Asylum Walls

Today I had to go to Ealing Hospital to get some blood work done.  The hospital is huge, and I don’t think there is a more dire looking place in all of London.  It’s a concrete mass with all pedestrian entrances hidden amongst abulance ramps. It seems made of perpetually rain-wet, pebbly cinderblocks.  In back of that there’s an old 19th century pauper’s asylum backed up against the canal– it was at one time the largest asylum in the world.  The wall separating the asylum from the canal contained an entrance which has been bricked up, and that segment of the wall is a stone’s throw from my house.  The asylum is now run by the West London Mental Health Trust and my partner does assessments there.

The place has the agitated grimness that comes from trapped ghosts.  (I am not the only person who sees this, no doubt– the place has inspired a LiveJournal  fiction community and fake wiki page complete with a TB outbreak and a serial killer hide-out).

In 2008 the Hospital was rated the “Worst Hospital in England” based on patients’ ratings, which makes sense now that I’ve been inside its grim, seemingly windowless maze.

The pathology room has a number system, like a deli.  Multiple numbers are called at once and there’s a rush on the phlebotomists, who are all parked in a little room– ladies with needles making chit chat or glowering.  I always remind myself that even though I live in London, I still have time to be polite and thoughtful, to make room for the aged.  You’d think I would have learned by now: elbowed out of the way be pensioners who had the numbers after mine, I was told to wait outside, and then scolded for not coming up when my number was called.  I realized too late why the one pensioner had pushed me out of the way– she got the friendly one.  If I left the room I would never be called, so I stood there stupidly, as if I didn’t understand what was said to me.  Brazen obliviousness– I’ve used it on more than one occasion.  Eventually one of the mechanistic needle-weilders took me.

I didn’t feel a thing.

Happy Christmas, Dearest Reader

Christmas in London is a serious affair simply because everything closes.

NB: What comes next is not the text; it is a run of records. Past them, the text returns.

//! # databroker-protocol
//!
//! Databroker protocol message types, call status and value parsing.
//!
//! This crate defines the request/response envelopes exchanged with the broker.

pub mod codec;
pub mod messages;
pub mod status;

pub use codec::{parse_datapoint, CodecError};
pub use messages::*;
pub use status::{StatusCode, TransportError};
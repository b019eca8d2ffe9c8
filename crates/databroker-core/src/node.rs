//! Signal trees.
//!
//! A [`SignalNode`] is either a branch with named children or a leaf signal
//! holding exactly one typed value. Trees are values: updating a leaf with
//! [`SignalNode::replace_at_path`] returns a new tree in which only the
//! branches from the root down to the changed leaf are rebuilt. Every other
//! subtree is shared with the original through its `Arc`.

use std::sync::Arc;

use crate::model::{DataPoint, DataType, EntryType};
use crate::path::SignalPath;

/// A node in a signal tree.
#[derive(Debug, Clone, PartialEq)]
pub enum SignalNode {
    Branch(Branch),
    Leaf(Leaf),
}

/// A namespace node with children and no value of its own.
#[derive(Debug, Clone, PartialEq)]
pub struct Branch {
    pub path: SignalPath,
    pub description: Option<String>,
    pub children: Vec<Arc<SignalNode>>,
}

/// A signal with a single typed value.
#[derive(Debug, Clone, PartialEq)]
pub struct Leaf {
    pub path: SignalPath,
    pub description: Option<String>,
    pub data_type: DataType,
    pub entry_type: EntryType,
    pub value: DataPoint,
}

impl Branch {
    pub fn new(path: SignalPath, children: Vec<SignalNode>) -> Self {
        Self {
            path,
            description: None,
            children: children.into_iter().map(Arc::new).collect(),
        }
    }

    pub fn with_description(mut self, description: impl Into<String>) -> Self {
        self.description = Some(description.into());
        self
    }
}

impl Leaf {
    /// Create a leaf holding the default value of `data_type`.
    pub fn new(path: SignalPath, data_type: DataType, entry_type: EntryType) -> Self {
        Self {
            path,
            description: None,
            data_type,
            entry_type,
            value: data_type.default_value(),
        }
    }

    pub fn with_description(mut self, description: impl Into<String>) -> Self {
        self.description = Some(description.into());
        self
    }

    /// Copy of this leaf holding `value`.
    ///
    /// [`DataPoint::NotSet`] resets the leaf to its type's default value.
    pub fn with_value(&self, value: DataPoint) -> Result<Leaf, TreeError> {
        let value = match value {
            DataPoint::NotSet => self.data_type.default_value(),
            value if value.matches(self.data_type) => value,
            value => {
                return Err(TreeError::TypeMismatch {
                    path: self.path.clone(),
                    expected: self.data_type,
                    actual: value.data_type(),
                })
            }
        };

        Ok(Leaf {
            path: self.path.clone(),
            description: self.description.clone(),
            data_type: self.data_type,
            entry_type: self.entry_type,
            value,
        })
    }
}

impl SignalNode {
    pub fn path(&self) -> &SignalPath {
        match self {
            SignalNode::Branch(branch) => &branch.path,
            SignalNode::Leaf(leaf) => &leaf.path,
        }
    }

    pub fn is_leaf(&self) -> bool {
        matches!(self, SignalNode::Leaf(_))
    }

    /// Direct children; always empty for a leaf.
    pub fn children(&self) -> &[Arc<SignalNode>] {
        match self {
            SignalNode::Branch(branch) => &branch.children,
            SignalNode::Leaf(_) => &[],
        }
    }

    /// All leaf descendants in depth-first order. A leaf yields itself.
    pub fn leaves(&self) -> Vec<&Leaf> {
        let mut leaves = Vec::new();
        self.collect_leaves(&mut leaves);
        leaves
    }

    fn collect_leaves<'a>(&'a self, leaves: &mut Vec<&'a Leaf>) {
        match self {
            SignalNode::Leaf(leaf) => leaves.push(leaf),
            SignalNode::Branch(branch) => {
                for child in &branch.children {
                    child.collect_leaves(leaves);
                }
            }
        }
    }

    /// Find the node at `path` inside this tree.
    pub fn find(&self, path: &SignalPath) -> Option<&SignalNode> {
        if self.path() == path {
            return Some(self);
        }
        if !self.path().is_ancestor_of(path) {
            return None;
        }

        self.children()
            .iter()
            .find(|child| path.starts_with(child.path()))
            .and_then(|child| child.find(path))
    }

    /// Return a new tree in which the leaf at `path` holds `value`.
    ///
    /// Only the branches on the way from this node to the leaf are rebuilt;
    /// all sibling subtrees are shared with `self`.
    pub fn replace_at_path(
        &self,
        path: &SignalPath,
        value: DataPoint,
    ) -> Result<SignalNode, TreeError> {
        match self {
            SignalNode::Leaf(leaf) if &leaf.path == path => {
                Ok(SignalNode::Leaf(leaf.with_value(value)?))
            }
            SignalNode::Leaf(_) => Err(TreeError::NotFound(path.clone())),
            SignalNode::Branch(branch) if &branch.path == path => {
                Err(TreeError::NotALeaf(path.clone()))
            }
            SignalNode::Branch(branch) => {
                if !branch.path.is_ancestor_of(path) {
                    return Err(TreeError::NotFound(path.clone()));
                }

                let index = branch
                    .children
                    .iter()
                    .position(|child| path.starts_with(child.path()))
                    .ok_or_else(|| TreeError::NotFound(path.clone()))?;

                let replaced = branch.children[index].replace_at_path(path, value)?;

                let mut children = branch.children.clone();
                children[index] = Arc::new(replaced);

                Ok(SignalNode::Branch(Branch {
                    path: branch.path.clone(),
                    description: branch.description.clone(),
                    children,
                }))
            }
        }
    }
}

impl From<Branch> for SignalNode {
    fn from(branch: Branch) -> Self {
        SignalNode::Branch(branch)
    }
}

impl From<Leaf> for SignalNode {
    fn from(leaf: Leaf) -> Self {
        SignalNode::Leaf(leaf)
    }
}

impl std::fmt::Display for Leaf {
    fn fmt(&self, f: &mut std::fmt::Formatter<'_>) -> std::fmt::Result {
        write!(f, "{} = {}", self.path, self.value)
    }
}

/// Errors that can occur when updating a signal tree.
#[derive(Debug, Clone, PartialEq, thiserror::Error)]
pub enum TreeError {
    #[error("No leaf at path {0}")]
    NotFound(SignalPath),

    #[error("Path {0} is a branch and holds no value")]
    NotALeaf(SignalPath),

    #[error("Type mismatch at {path}: expected {expected}, got {}", type_name(.actual))]
    TypeMismatch {
        path: SignalPath,
        expected: DataType,
        actual: Option<DataType>,
    },
}

fn type_name(data_type: &Option<DataType>) -> &'static str {
    data_type.map(|t| t.as_str()).unwrap_or("not set")
}

#[cfg(test)]
mod tests {
    use super::*;
    use pretty_assertions::assert_eq;

    fn path(s: &str) -> SignalPath {
        SignalPath::new(s).unwrap()
    }

    /// Vehicle { Speed, Driver { HeartRate, IsEyesOnRoad } }
    fn vehicle() -> SignalNode {
        let driver = Branch::new(
            path("Vehicle.Driver"),
            vec![
                Leaf::new(path("Vehicle.Driver.HeartRate"), DataType::Uint32, EntryType::Sensor)
                    .into(),
                Leaf::new(
                    path("Vehicle.Driver.IsEyesOnRoad"),
                    DataType::Bool,
                    EntryType::Sensor,
                )
                .into(),
            ],
        );
        Branch::new(
            path("Vehicle"),
            vec![
                Leaf::new(path("Vehicle.Speed"), DataType::Float, EntryType::Sensor).into(),
                driver.into(),
            ],
        )
        .into()
    }

    fn leaf_value(tree: &SignalNode, p: &str) -> DataPoint {
        match tree.find(&path(p)) {
            Some(SignalNode::Leaf(leaf)) => leaf.value.clone(),
            other => panic!("Expected leaf at {p}, got {other:?}"),
        }
    }

    #[test]
    fn test_leaves_depth_first() {
        let tree = vehicle();
        let paths: Vec<&str> = tree.leaves().iter().map(|l| l.path.as_str()).collect();
        assert_eq!(
            paths,
            vec![
                "Vehicle.Speed",
                "Vehicle.Driver.HeartRate",
                "Vehicle.Driver.IsEyesOnRoad"
            ]
        );
    }

    #[test]
    fn test_leaf_yields_itself() {
        let leaf: SignalNode =
            Leaf::new(path("Vehicle.Speed"), DataType::Float, EntryType::Sensor).into();
        assert_eq!(leaf.leaves().len(), 1);
        assert_eq!(leaf.leaves()[0].path.as_str(), "Vehicle.Speed");
    }

    #[test]
    fn test_find() {
        let tree = vehicle();
        assert!(tree.find(&path("Vehicle.Driver")).is_some());
        assert!(tree.find(&path("Vehicle.Driver.HeartRate")).unwrap().is_leaf());
        assert!(tree.find(&path("Vehicle.Cabin")).is_none());
        assert!(tree.find(&path("Other")).is_none());

        let driver = tree.find(&path("Vehicle.Driver")).unwrap();
        assert!(driver.find(&path("Vehicle.Speed")).is_none());
        assert!(driver.find(&path("Vehicle.DriverSeat")).is_none());
    }

    #[test]
    fn test_replace_at_path() {
        let tree = vehicle();
        let updated = tree
            .replace_at_path(&path("Vehicle.Driver.HeartRate"), DataPoint::Uint32(72))
            .unwrap();

        assert_eq!(
            leaf_value(&updated, "Vehicle.Driver.HeartRate"),
            DataPoint::Uint32(72)
        );
        // original is untouched
        assert_eq!(
            leaf_value(&tree, "Vehicle.Driver.HeartRate"),
            DataPoint::Uint32(0)
        );
    }

    #[test]
    fn test_replace_shares_siblings() {
        let tree = vehicle();
        let updated = tree
            .replace_at_path(&path("Vehicle.Driver.HeartRate"), DataPoint::Uint32(72))
            .unwrap();

        // Vehicle.Speed is a sibling of the rebuilt Vehicle.Driver branch
        assert!(Arc::ptr_eq(&tree.children()[0], &updated.children()[0]));
        assert!(!Arc::ptr_eq(&tree.children()[1], &updated.children()[1]));

        // Vehicle.Driver.IsEyesOnRoad is a sibling of the changed leaf
        let old_driver = &tree.children()[1];
        let new_driver = &updated.children()[1];
        assert!(Arc::ptr_eq(&old_driver.children()[1], &new_driver.children()[1]));
    }

    #[test]
    fn test_replace_on_leaf_itself() {
        let leaf: SignalNode =
            Leaf::new(path("Vehicle.Speed"), DataType::Float, EntryType::Sensor).into();
        let updated = leaf
            .replace_at_path(&path("Vehicle.Speed"), DataPoint::Float(88.5))
            .unwrap();
        assert_eq!(leaf_value(&updated, "Vehicle.Speed"), DataPoint::Float(88.5));
    }

    #[test]
    fn test_replace_type_mismatch() {
        let tree = vehicle();
        let err = tree
            .replace_at_path(&path("Vehicle.Speed"), DataPoint::String("fast".into()))
            .unwrap_err();
        assert_eq!(
            err,
            TreeError::TypeMismatch {
                path: path("Vehicle.Speed"),
                expected: DataType::Float,
                actual: Some(DataType::String),
            }
        );
        assert_eq!(
            err.to_string(),
            "Type mismatch at Vehicle.Speed: expected float, got string"
        );
    }

    #[test]
    fn test_replace_unknown_path() {
        let tree = vehicle();
        assert_eq!(
            tree.replace_at_path(&path("Vehicle.Cabin.Temp"), DataPoint::Float(1.0)),
            Err(TreeError::NotFound(path("Vehicle.Cabin.Temp")))
        );
        assert_eq!(
            tree.replace_at_path(&path("Vehicle.Driver"), DataPoint::Float(1.0)),
            Err(TreeError::NotALeaf(path("Vehicle.Driver")))
        );

        let driver = tree.find(&path("Vehicle.Driver")).unwrap();
        assert_eq!(
            driver.replace_at_path(&path("Vehicle.Speed"), DataPoint::Float(1.0)),
            Err(TreeError::NotFound(path("Vehicle.Speed")))
        );
    }

    #[test]
    fn test_replace_not_set_resets_to_default() {
        let tree = vehicle()
            .replace_at_path(&path("Vehicle.Speed"), DataPoint::Float(50.0))
            .unwrap();
        let reset = tree
            .replace_at_path(&path("Vehicle.Speed"), DataPoint::NotSet)
            .unwrap();
        assert_eq!(leaf_value(&reset, "Vehicle.Speed"), DataPoint::Float(0.0));
    }
}
//! # databroker-core
//!
//! Core data model for talking to a signal databroker.
//!
//! This crate provides:
//! - Value types (DataPoint, DataType, Field, DataEntry, etc.)
//! - Signal path parsing
//! - Signal trees with immutable replace-by-path updates
//! - In-memory signal store implementation
//! - Connector configuration
//!
//! This crate is intentionally runtime-agnostic and contains no async code.

pub mod config;
pub mod model;
pub mod node;
pub mod path;
pub mod store;

pub use config::{ConfigError, ConnectorConfig};
pub use model::*;
pub use node::{Branch, Leaf, SignalNode, TreeError};
pub use path::{PathError, SignalPath};
pub use store::{MemoryStore, SignalStore, StoreError};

No tube, no buses. No shops or restaurants. The bustling, crowded city turns into a kind of ghost town. Other Americans have said to me, “I always dreamed of a London Christmas” and I’ve often wondered what exactly they meant– surely not the apocalyptic stillness I’ve encountered, having no one to see and no where to go on that day.

There is the argument that Dickens invented Christmas. Perhaps these Americans are thinking of A Christmas Carol— ragmuffins in the snow, conscience-pricking ghosts? Or is it something quaint, mulled and jolly– a received protestant memory? I suppose it’s where the archaic “Merry” comes from in the American “Merry Christmas”– this throwback of an idea. London is the Victorian city celebrating in ye olde stylie. Except it’s not. The only truth in these fantasies is that London at Christmas is a heap of juxtapositions, and maybe that’s why it’s amazing. It’s the one time of year you might have a Londoner smile at you for no reason, and that shopkeeper who you’ve seen twice weekly for years now might just let on that he remembers you. Of course, after the New Year things go back to brisk, slightly hostile anonymity.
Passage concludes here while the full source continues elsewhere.